The above is a current-temp snapshot from 4 pm Friday, one way to look at the storm that blew through and landed us two beautiful crisp days and now this one, a low drizzly slog in the forties. Today's a Guilford County teacher workday, sadly and not sadly, meaning no preschool, and so no work in the shed, but also meaning a reasonably lovely Toadbound morning first at the Children's Museum (airplane, slide, fear of fire and mail trucks) and then at the little downtown pub that tries so hard. I want it to be slightly better, the pub, but I also partly want it to be a half-mile walk from some tube stop in out-of-the-way London, which makes me a simpering asswipe, so perhaps I should just shut up and be thankful. And they make a fine soup. Actually, more than one. As for the Friday storm, in case you missed it: beautiful, all the wind in the world, many untethered items blown around the front and back yard, a very thin line of storms at suppertime and then sun again, and those plummeting temperatures. Yes, it was thirty degrees colder in Jefferson than in Greensboro at 4. Yes, it was thirty degrees colder in Greensboro by nightfall.

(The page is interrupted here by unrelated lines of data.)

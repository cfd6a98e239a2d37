//! Sentence embeddings for chunks and questions.
//!
//! `SentenceEmbedder` runs a local BERT-family sentence-transformer
//! (MiniLM by default) through candle with masked mean pooling and L2
//! normalization. `FakeEmbedder` hashes tokens into a fixed-size vector
//! and is used by tests and offline runs.

mod device;
mod pool;
mod tokenize;

use anyhow::{Context, Result, anyhow};
use std::collections::HashMap;
use std::path::{Path, PathBuf};
use std::time::Instant;

use candle_core::{DType, Device, Tensor};
use candle_nn::VarBuilder;
use candle_transformers::models::bert::{BertModel, Config as BertConfig};
use tokenizers::Tokenizer;

use pagerag_core::config::EmbeddingSettings;
use pagerag_core::{Embedder, Error};

pub use device::select_device;
pub use pool::masked_mean_l2;
pub use tokenize::tokenize_on_device;

const SLOW_EMBEDDING_MS: u128 = 100;

pub struct SentenceEmbedder {
    model: BertModel,
    tokenizer: Tokenizer,
    device: Device,
    dim: usize,
    max_len: usize,
}

impl SentenceEmbedder {
    pub fn new(settings: &EmbeddingSettings) -> Result<Self> {
        let device = select_device();
        let model_dir = resolve_model_dir(&settings.model_dir)?;
        tracing::info!(model = %settings.model_name, dir = %model_dir.display(), "loading embedding model");

        let tokenizer_path = model_dir.join("tokenizer.json");
        let tokenizer = Tokenizer::from_file(&tokenizer_path)
            .map_err(|e| anyhow!("Failed to load tokenizer from {}: {}", tokenizer_path.display(), e))?;

        let config_path = model_dir.join("config.json");
        let raw_config = std::fs::read_to_string(&config_path)
            .with_context(|| format!("reading model config {}", config_path.display()))?;
        let config: BertConfig = serde_json::from_str(&raw_config)?;

        let weights = load_weights(&model_dir, &device)?;
        let vb = VarBuilder::from_tensors(weights, DType::F32, &device);
        let model = BertModel::load(vb, &config)?;
        let dim = config.hidden_size;
        tracing::info!(dim, max_len = settings.max_len, "embedding model loaded");
        Ok(Self { model, tokenizer, device, dim, max_len: settings.max_len })
    }

    pub fn embed_text(&self, text: &str) -> Result<Vec<f32>> {
        let start = Instant::now();
        let (input_ids, attention_mask) = tokenize_on_device(&self.tokenizer, text, self.max_len, &self.device)?;
        let token_type_ids = input_ids.zeros_like()?;
        let hidden = self.model.forward(&input_ids, &token_type_ids, Some(&attention_mask))?;
        let pooled = masked_mean_l2(&hidden, &attention_mask)?;
        let emb: Vec<f32> = pooled.to_device(&Device::Cpu)?.squeeze(0)?.to_vec1()?;
        if emb.len() != self.dim {
            return Err(Error::DimensionMismatch { expected: self.dim, actual: emb.len() }.into());
        }
        let elapsed = start.elapsed().as_millis();
        if elapsed > SLOW_EMBEDDING_MS { tracing::debug!(elapsed_ms = elapsed as u64, "slow embedding"); }
        Ok(emb)
    }
}

impl Embedder for SentenceEmbedder {
    fn dim(&self) -> usize { self.dim }
    fn max_len(&self) -> usize { self.max_len }
    fn embed_batch(&self, texts: &[String]) -> Result<Vec<Vec<f32>>> {
        texts.iter().map(|t| self.embed_text(t)).collect()
    }
}

fn load_weights(model_dir: &Path, device: &Device) -> Result<HashMap<String, Tensor>> {
    let safetensors = model_dir.join("model.safetensors");
    if safetensors.exists() {
        return Ok(candle_core::safetensors::load(&safetensors, device)?);
    }
    let pickle = model_dir.join("pytorch_model.bin");
    if pickle.exists() {
        let weights = candle_core::pickle::read_all(&pickle)?;
        return Ok(weights.into_iter().collect());
    }
    Err(anyhow!("no model.safetensors or pytorch_model.bin in {}", model_dir.display()))
}

/// Deterministic token-hashing embedder, L2-normalized.
pub struct FakeEmbedder {
    dim: usize,
}

impl FakeEmbedder {
    pub fn new(dim: usize) -> Self { Self { dim: dim.max(1) } }

    pub fn embed_text(&self, text: &str) -> Vec<f32> {
        use std::hash::{Hash, Hasher};
        use twox_hash::XxHash64;
        let mut v = vec![0f32; self.dim];
        let tokens = text
            .split_whitespace()
            .map(|t| t.trim_matches(|c: char| !c.is_alphanumeric()).to_lowercase())
            .filter(|t| !t.is_empty());
        for (i, token) in tokens.enumerate() {
            let mut hasher = XxHash64::with_seed(0);
            token.hash(&mut hasher);
            let h = hasher.finish();
            let idx = (h as usize) % self.dim;
            let val = (((h >> 32) as u32) as f32) / (u32::MAX as f32);
            v[idx] += val + (i as f32 % 3.0) * 0.01;
        }
        let norm = v.iter().map(|x| x * x).sum::<f32>().sqrt().max(1e-6);
        for x in &mut v { *x /= norm; }
        v
    }
}

impl Embedder for FakeEmbedder {
    fn dim(&self) -> usize { self.dim }
    fn max_len(&self) -> usize { usize::MAX }
    fn embed_batch(&self, texts: &[String]) -> Result<Vec<Vec<f32>>> {
        Ok(texts.iter().map(|t| self.embed_text(t)).collect())
    }
}

/// Real model unless `use_fake` is set in settings or `APP_USE_FAKE_EMBEDDINGS` is truthy.
pub fn get_default_embedder(settings: &EmbeddingSettings) -> Result<Box<dyn Embedder>> {
    let env_fake = std::env::var("APP_USE_FAKE_EMBEDDINGS")
        .ok()
        .map(|v| v == "1" || v.eq_ignore_ascii_case("true"))
        .unwrap_or(false);
    if settings.use_fake || env_fake {
        tracing::info!(dim = settings.fake_dim, "using FakeEmbedder");
        return Ok(Box::new(FakeEmbedder::new(settings.fake_dim)));
    }
    Ok(Box::new(SentenceEmbedder::new(settings)?))
}

fn resolve_model_dir(configured: &str) -> Result<PathBuf> {
    for var in ["APP_MODEL_DIR", "MODEL_DIR"] {
        if let Ok(dir) = std::env::var(var) {
            let p = PathBuf::from(&dir);
            if p.exists() { tracing::debug!(var, dir = %p.display(), "model dir from env"); return Ok(p); }
        }
    }
    let configured = pagerag_core::config::expand_path(configured);
    if configured.exists() { return Ok(configured); }
    let parent = Path::new("..").join(&configured);
    if configured.is_relative() && parent.exists() { return Ok(parent); }
    Err(Error::NotFound(format!("embedding model directory {}", configured.display())).into())
}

They want to give us spring back, friends and fans of weather, beginning tomorrow. I've seen Japanese magnolias starting to bloom here and there. The daffodils may already be past peak. All of this is weeks and weeks early. Still, Friday, when it was so warm, when I had the double doors thrown wide open in the shed, when every now and then (and finally, finally) the sentences weren't like bloodletting, and when that good breeze blew, I felt ready. It's one thing to have a warm December and January, which we did. It's unearned, among other things. It's quasiapocalyptic. It's another, though, to make it to late February and have it snap springlike again. By then—by now—you start to feel a little readier. Maybe you shouldn't, but you do.